Investigated suspected memory leak in metabase.util.malli.registry/cache
atom. Initial reports suggested unbounded memory growth during test runs.
The real issue wasn't a memory leak, but fundamentally broken caching for function schemas. With the original schema-cache-key implementation, schemas containing function objects generated unstable cache keys because:
(fn [x] ...)
creates new function objects each time
Function objects have different identity even with identical code
This caused cache misses for functionally identical schemas
Cache Miss Reduction
- Before fix: 100+ cache misses when loading the app for common schemas like keyword?
- After fix: 8-13 total misses (from unavoidable race conditions in parallel tests)
Memory pattern: 2GB → manual GC → 800MB (same on both branches) Conclusion: Normal JVM behavior, not a memory leak Real issue was CPU performance, not memory retention
;; OLD IMPLEMENTATION - BAD (cache grows every time)
[(count @@#'mr/cache)
(mu/defn my-fn :- [:fn (fn [x] (int? x))]
[a :- [:fn (fn [x] (int? x))]
b :- [:fn (fn [x] (int? x))]] 1)
(count @@#'mr/cache)]
;; => [954 1 957] <- grew by 3 entries
;; => [951 1 954] <- grew by 3 entries
;; => [948 1 951] <- grew by 3 entries
[(count @@#'mr/cache)
(do (mu/defn my-fn :- [:fn #_:clj-kondo/ignore (fn [x] (int? x))]
[a :- [:fn #_:clj-kondo/ignore (fn [x] (int? x))]
b :- [:fn #_:clj-kondo/ignore (fn [x] (string? x))]]
1)
(dotimes [_ 100]
(my-fn 1 "")))
(count @@#'mr/cache)]
;; => [1364 nil 1664] <-- each call adds a value !!!!
;; NEW IMPLEMENTATION - GOOD (stable cache)
[(count @@#'mr/cache)
(mu/defn my-fn :- [:fn (mr/with-key (fn [x] (int? x)))] [...] 1)
(count @@#'mr/cache)]
;; => [388 1 388] <- no growth
;; => [388 1 388] <- no growth
Each mu/defn redefinition created 3 cache entries (return type + 2 parameters).
- Enhanced schema-cache-key Function
Problem: Only handled regex patterns in 1st position, ignored function objects Solution: Added function object serialization using pr-str + postwalk Result: Stable keys for functionally identical schemas
- Cache Validation Utilities
;; Ensures schemas generate stable cache keys
(defmacro stable-key? [schema]
`(= (schema-cache-key ~schema) (schema-cache-key ~schema)))
;; Provides explicit cache keys for problematic schemas
(defmacro with-key [body]
`(with-meta ~body {::key ~(pr-str body)}))

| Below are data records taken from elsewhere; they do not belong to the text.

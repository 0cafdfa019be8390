//! Hierarchical reference data (ISIC codes, consulting fields).
//!
//! Two server shapes exist: tree endpoints return nodes already nested
//! (`children` arrays), list endpoints return flat rows with `parent_id`.
//! Both are turned into the same [`TreeNode`] shape consumed by tree widgets.
//! The transforms borrow their input and never reorder, merge or drop
//! siblings; the server is trusted to send acyclic data.

use serde::{Deserialize, Serialize};
use std::collections::{HashMap, HashSet};

use super::language::Language;
use super::localized::LocalizedName;
use super::status::Status;

/// Denormalized fields kept next to the resolved label
#[derive(Debug, Clone, PartialEq, Eq, Serialize, Deserialize, Default)]
pub struct TreeNodeData {
    pub code: String,
    pub status: Status,
    pub name_en: String,
    pub name_ar: String,
}

#[derive(Debug, Clone, PartialEq, Eq, Serialize, Deserialize)]
pub struct TreeNode {
    pub key: i64,
    pub label: String,
    pub data: TreeNodeData,
    pub children: Vec<TreeNode>,
}

impl TreeNode {
    pub fn is_leaf(&self) -> bool {
        self.children.is_empty()
    }

    /// Number of levels below and including this node
    pub fn depth(&self) -> usize {
        1 + forest_depth(&self.children)
    }
}

/// Node as returned by a tree endpoint
#[derive(Debug, Clone, PartialEq, Eq, Serialize, Deserialize)]
pub struct RawTreeNode {
    pub key: i64,
    #[serde(default)]
    pub code: String,
    #[serde(default, skip_serializing_if = "Option::is_none")]
    pub label: Option<String>,
    #[serde(default, skip_serializing_if = "Option::is_none")]
    pub names: Option<LocalizedName>,
    #[serde(default)]
    pub status: Status,
    /// `null` and absent both mean "leaf"
    #[serde(default)]
    pub children: Option<Vec<RawTreeNode>>,
}

impl RawTreeNode {
    pub fn depth(&self) -> usize {
        1 + self
            .children
            .as_deref()
            .map(|c| c.iter().map(RawTreeNode::depth).max().unwrap_or(0))
            .unwrap_or(0)
    }
}

impl From<&TreeNode> for RawTreeNode {
    fn from(node: &TreeNode) -> Self {
        Self {
            key: node.key,
            code: node.data.code.clone(),
            label: Some(node.label.clone()),
            names: Some(LocalizedName::new(
                node.data.name_en.clone(),
                node.data.name_ar.clone(),
            )),
            status: node.data.status,
            children: Some(node.children.iter().map(RawTreeNode::from).collect()),
        }
    }
}

/// Row as returned by a flat list endpoint
#[derive(Debug, Clone, PartialEq, Eq, Serialize, Deserialize)]
pub struct FlatTreeNode {
    pub id: i64,
    #[serde(default)]
    pub code: String,
    #[serde(default, skip_serializing_if = "Option::is_none")]
    pub label: Option<String>,
    #[serde(default, skip_serializing_if = "Option::is_none")]
    pub names: Option<LocalizedName>,
    #[serde(default)]
    pub status: Status,
    #[serde(default)]
    pub parent_id: Option<i64>,
}

/// Picks the display label of a node
pub trait LabelResolver {
    fn resolve(&self, names: Option<&LocalizedName>, label: Option<&str>) -> String;
}

/// `names[lang]` when a language map is present, the raw `label` otherwise
#[derive(Debug, Clone, Copy, PartialEq, Eq)]
pub struct LanguageResolver(pub Language);

impl LabelResolver for LanguageResolver {
    fn resolve(&self, names: Option<&LocalizedName>, label: Option<&str>) -> String {
        match names {
            Some(n) if !n.get(self.0).trim().is_empty() => n.get(self.0).to_string(),
            _ => label.unwrap_or_default().to_string(),
        }
    }
}

impl<F> LabelResolver for F
where
    F: Fn(Option<&LocalizedName>, Option<&str>) -> String,
{
    fn resolve(&self, names: Option<&LocalizedName>, label: Option<&str>) -> String {
        self(names, label)
    }
}

fn node_data(code: &str, status: Status, names: Option<&LocalizedName>) -> TreeNodeData {
    TreeNodeData {
        code: code.to_string(),
        status,
        name_en: names.map(|n| n.en.clone()).unwrap_or_default(),
        name_ar: names.map(|n| n.ar.clone()).unwrap_or_default(),
    }
}

/// Converts a server-nested payload, depth first.
pub fn build_tree<R: LabelResolver + ?Sized>(nodes: &[RawTreeNode], resolver: &R) -> Vec<TreeNode> {
    nodes
        .iter()
        .map(|node| TreeNode {
            key: node.key,
            label: resolver.resolve(node.names.as_ref(), node.label.as_deref()),
            data: node_data(&node.code, node.status, node.names.as_ref()),
            children: node
                .children
                .as_deref()
                .map(|children| build_tree(children, resolver))
                .unwrap_or_default(),
        })
        .collect()
}

/// Nests a flat `parent_id` list.
///
/// Siblings keep their input order. A row whose parent is not in the list
/// becomes a root.
pub fn build_tree_from_flat<R: LabelResolver + ?Sized>(
    nodes: &[FlatTreeNode],
    resolver: &R,
) -> Vec<TreeNode> {
    let ids: HashSet<i64> = nodes.iter().map(|n| n.id).collect();

    let mut children_map: HashMap<Option<i64>, Vec<&FlatTreeNode>> = HashMap::new();
    for node in nodes {
        let parent = node.parent_id.filter(|pid| ids.contains(pid) && *pid != node.id);
        children_map.entry(parent).or_default().push(node);
    }

    fn build_node<R: LabelResolver + ?Sized>(
        node: &FlatTreeNode,
        children_map: &HashMap<Option<i64>, Vec<&FlatTreeNode>>,
        resolver: &R,
    ) -> TreeNode {
        let children = children_map
            .get(&Some(node.id))
            .map(|kids| {
                kids.iter()
                    .map(|kid| build_node(kid, children_map, resolver))
                    .collect()
            })
            .unwrap_or_default();

        TreeNode {
            key: node.id,
            label: resolver.resolve(node.names.as_ref(), node.label.as_deref()),
            data: node_data(&node.code, node.status, node.names.as_ref()),
            children,
        }
    }

    children_map
        .get(&None)
        .map(|roots| {
            roots
                .iter()
                .map(|root| build_node(root, &children_map, resolver))
                .collect()
        })
        .unwrap_or_default()
}

/// Maximum depth of a forest, 0 for an empty one
pub fn forest_depth(nodes: &[TreeNode]) -> usize {
    nodes.iter().map(TreeNode::depth).max().unwrap_or(0)
}

pub fn count_nodes(nodes: &[TreeNode]) -> usize {
    nodes.iter().map(|n| 1 + count_nodes(&n.children)).sum()
}

pub fn find_node(nodes: &[TreeNode], key: i64) -> Option<&TreeNode> {
    nodes.iter().find_map(|n| {
        if n.key == key {
            Some(n)
        } else {
            find_node(&n.children, key)
        }
    })
}

/// Pre-order walk with the level of each node, used for indented pickers
pub fn flatten_with_depth(nodes: &[TreeNode]) -> Vec<(usize, &TreeNode)> {
    fn walk<'a>(nodes: &'a [TreeNode], level: usize, out: &mut Vec<(usize, &'a TreeNode)>) {
        for node in nodes {
            out.push((level, node));
            walk(&node.children, level + 1, out);
        }
    }
    let mut out = Vec::new();
    walk(nodes, 0, &mut out);
    out
}

/// Keys of `key` and every node below it
pub fn subtree_keys(nodes: &[TreeNode], key: i64) -> HashSet<i64> {
    fn collect(node: &TreeNode, out: &mut HashSet<i64>) {
        out.insert(node.key);
        for child in &node.children {
            collect(child, out);
        }
    }
    let mut out = HashSet::new();
    if let Some(node) = find_node(nodes, key) {
        collect(node, &mut out);
    }
    out
}

/// Keeps nodes whose label matches `predicate` plus all their ancestors.
/// Matching nodes keep their whole subtree.
pub fn filter_tree<P: Fn(&TreeNode) -> bool>(nodes: &[TreeNode], predicate: &P) -> Vec<TreeNode> {
    nodes
        .iter()
        .filter_map(|node| {
            if predicate(node) {
                Some(node.clone())
            } else {
                let children = filter_tree(&node.children, predicate);
                (!children.is_empty()).then(|| TreeNode {
                    children,
                    ..node.clone()
                })
            }
        })
        .collect()
}

#[cfg(test)]
mod tests {
    use super::*;
    use serde_json::json;

    fn sample() -> Vec<RawTreeNode> {
        serde_json::from_value(json!([
            {
                "key": 1, "code": "A", "status": "active",
                "names": {"en": "Agriculture", "ar": "الزراعة"},
                "children": [
                    {
                        "key": 11, "code": "A01", "status": "active",
                        "names": {"en": "Food", "ar": "طعام"},
                        "children": [
                            {"key": 111, "code": "A011", "label": "Cereals", "children": null}
                        ]
                    },
                    {"key": 12, "code": "A02", "names": {"en": "Forestry", "ar": "الغابات"}}
                ]
            },
            {"key": 2, "code": "B", "status": "inactive", "label": "Mining", "children": []}
        ]))
        .unwrap()
    }

    fn assert_same_shape(raw: &[RawTreeNode], built: &[TreeNode]) {
        assert_eq!(raw.len(), built.len());
        for (r, b) in raw.iter().zip(built) {
            assert_eq!(r.key, b.key);
            match r.children.as_deref() {
                None => assert!(b.children.is_empty()),
                Some(kids) => assert_same_shape(kids, &b.children),
            }
        }
    }

    #[test]
    fn test_structure_is_preserved() {
        let raw = sample();
        let built = build_tree(&raw, &LanguageResolver(Language::En));
        assert_same_shape(&raw, &built);
        assert_eq!(count_nodes(&built), 5);
    }

    #[test]
    fn test_depth_is_preserved() {
        let raw = sample();
        let built = build_tree(&raw, &LanguageResolver(Language::Ar));
        let raw_depth = raw.iter().map(RawTreeNode::depth).max().unwrap_or(0);
        assert_eq!(raw_depth, 3);
        assert_eq!(forest_depth(&built), raw_depth);
    }

    #[test]
    fn test_label_follows_language_without_mutating_input() {
        let raw = sample();
        let before = raw.clone();

        let ar = build_tree(&raw, &LanguageResolver(Language::Ar));
        assert_eq!(find_node(&ar, 11).unwrap().label, "طعام");

        let en = build_tree(&raw, &LanguageResolver(Language::En));
        assert_eq!(find_node(&en, 11).unwrap().label, "Food");

        assert_eq!(raw, before);
    }

    #[test]
    fn test_label_falls_back_to_raw_label() {
        let built = build_tree(&sample(), &LanguageResolver(Language::Ar));
        assert_eq!(find_node(&built, 111).unwrap().label, "Cereals");
        assert_eq!(built[1].label, "Mining");
        assert_eq!(built[1].data.status, Status::Inactive);
    }

    #[test]
    fn test_denormalized_data() {
        let built = build_tree(&sample(), &LanguageResolver(Language::En));
        let node = find_node(&built, 12).unwrap();
        assert_eq!(node.data.code, "A02");
        assert_eq!(node.data.name_en, "Forestry");
        assert_eq!(node.data.name_ar, "الغابات");
        assert!(node.is_leaf());
    }

    #[test]
    fn test_custom_resolver_closure() {
        let upper = |names: Option<&LocalizedName>, label: Option<&str>| {
            names
                .map(|n| n.en.to_uppercase())
                .or_else(|| label.map(str::to_string))
                .unwrap_or_default()
        };
        let built = build_tree(&sample(), &upper);
        assert_eq!(built[0].label, "AGRICULTURE");
    }

    fn flat(id: i64, parent_id: Option<i64>, en: &str) -> FlatTreeNode {
        FlatTreeNode {
            id,
            code: format!("C{id}"),
            label: None,
            names: Some(LocalizedName::new(en, format!("ar-{en}"))),
            status: Status::Active,
            parent_id,
        }
    }

    #[test]
    fn test_flat_list_keeps_sibling_order() {
        let rows = vec![
            flat(3, Some(1), "Zeta"),
            flat(1, None, "Root"),
            flat(2, Some(1), "Alpha"),
            flat(4, Some(2), "Leaf"),
            flat(5, None, "Second root"),
        ];
        let built = build_tree_from_flat(&rows, &LanguageResolver(Language::En));
        assert_eq!(built.iter().map(|n| n.key).collect::<Vec<_>>(), vec![1, 5]);
        assert_eq!(built[0].children.iter().map(|n| n.key).collect::<Vec<_>>(), vec![3, 2]);
        assert_eq!(built[0].children[1].children[0].label, "Leaf");
        assert_eq!(forest_depth(&built), 3);
    }

    #[test]
    fn test_flat_orphan_becomes_root() {
        let rows = vec![flat(1, None, "Root"), flat(7, Some(99), "Orphan")];
        let built = build_tree_from_flat(&rows, &LanguageResolver(Language::Ar));
        assert_eq!(built.len(), 2);
        assert_eq!(built[1].label, "ar-Orphan");
    }

    #[test]
    fn test_flatten_and_subtree() {
        let built = build_tree(&sample(), &LanguageResolver(Language::En));
        let levels: Vec<(usize, i64)> = flatten_with_depth(&built)
            .into_iter()
            .map(|(d, n)| (d, n.key))
            .collect();
        assert_eq!(levels, vec![(0, 1), (1, 11), (2, 111), (1, 12), (0, 2)]);

        let keys = subtree_keys(&built, 11);
        assert_eq!(keys, HashSet::from([11, 111]));
        assert!(subtree_keys(&built, 404).is_empty());
    }

    #[test]
    fn test_filter_keeps_ancestors() {
        let built = build_tree(&sample(), &LanguageResolver(Language::En));
        let filtered = filter_tree(&built, &|n: &TreeNode| n.label == "Cereals");
        assert_eq!(filtered.len(), 1);
        assert_eq!(filtered[0].key, 1);
        assert_eq!(filtered[0].children.len(), 1);
        assert_eq!(filtered[0].children[0].children[0].key, 111);
    }

    #[test]
    fn test_round_trip_to_raw() {
        let built = build_tree(&sample(), &LanguageResolver(Language::En));
        let raw: Vec<RawTreeNode> = built.iter().map(RawTreeNode::from).collect();
        assert_eq!(build_tree(&raw, &LanguageResolver(Language::En)), built);
    }
}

- Compile-time Schema Validation
Added checks in mr/def to reject unstable schemas Evaluates schema twice, throws if cache keys differ Forces developers to use cacheable patterns
- Cache Structure Optimization
Before: {cache-type {schema-key value}}
After: {[cache-type schema-key] value}
Easier to analyze, count, and migrate to real cache libraries
Function schemas never cached properly Every validation recompiled from scratch Constant cache pollution during development Slow REPL experience
Function schemas cached correctly Validations reuse compiled schemas Stable cache during development Significantly faster validation performance
✅ mr/def schemas with functions ✅ Direct mr/explain and mr/validate calls ✅ App startup schema compilation ✅ mu/defn input/output validation (TODO)
- Is it worth imposing
mr/with-key
on devs?
- Makes it more annoying to write some schemas
- for
mr/def
I already rewrote them because it was easy enough -- tho it wasn't the root issue. - Let's say we take it, where should these guidelines for how to write a cachable schema go?
- Related, how should I fix
mu/fn
schema handling:
- Either add the
mr/stable-key?
check, or try auto-wrapping them- autowrapping can cause cache issues if you pass in like
:- my-fn
then redef it. - I am leaning toward adding the check for
mu/defn
too.
- autowrapping can cause cache issues if you pass in like
defendpoint
(similar pattern to mu/defn)- Do you have an idea for good tests to make sure this never breaks again?
- Ship the current fixes - proven performance improvements with no downsides
- Apply similar fixes to mu/defn + defendpoint - likely has same cache pollution issues
- Add more cache tests - instrumentation to catch future regressions
- Use a real cache library: Current flat map could be replaced with TTL/LRU cache
- benchmarking / could be a testd: Establish baselines for cache hit rates
What appeared to be a memory leak was actually a fundamental caching performance issue. The fixes provide significant CPU performance improvements while maintaining the same memory footprint. The investigation revealed that malli's caching was effectively broken for function schemas, which are pervasive in our codebase.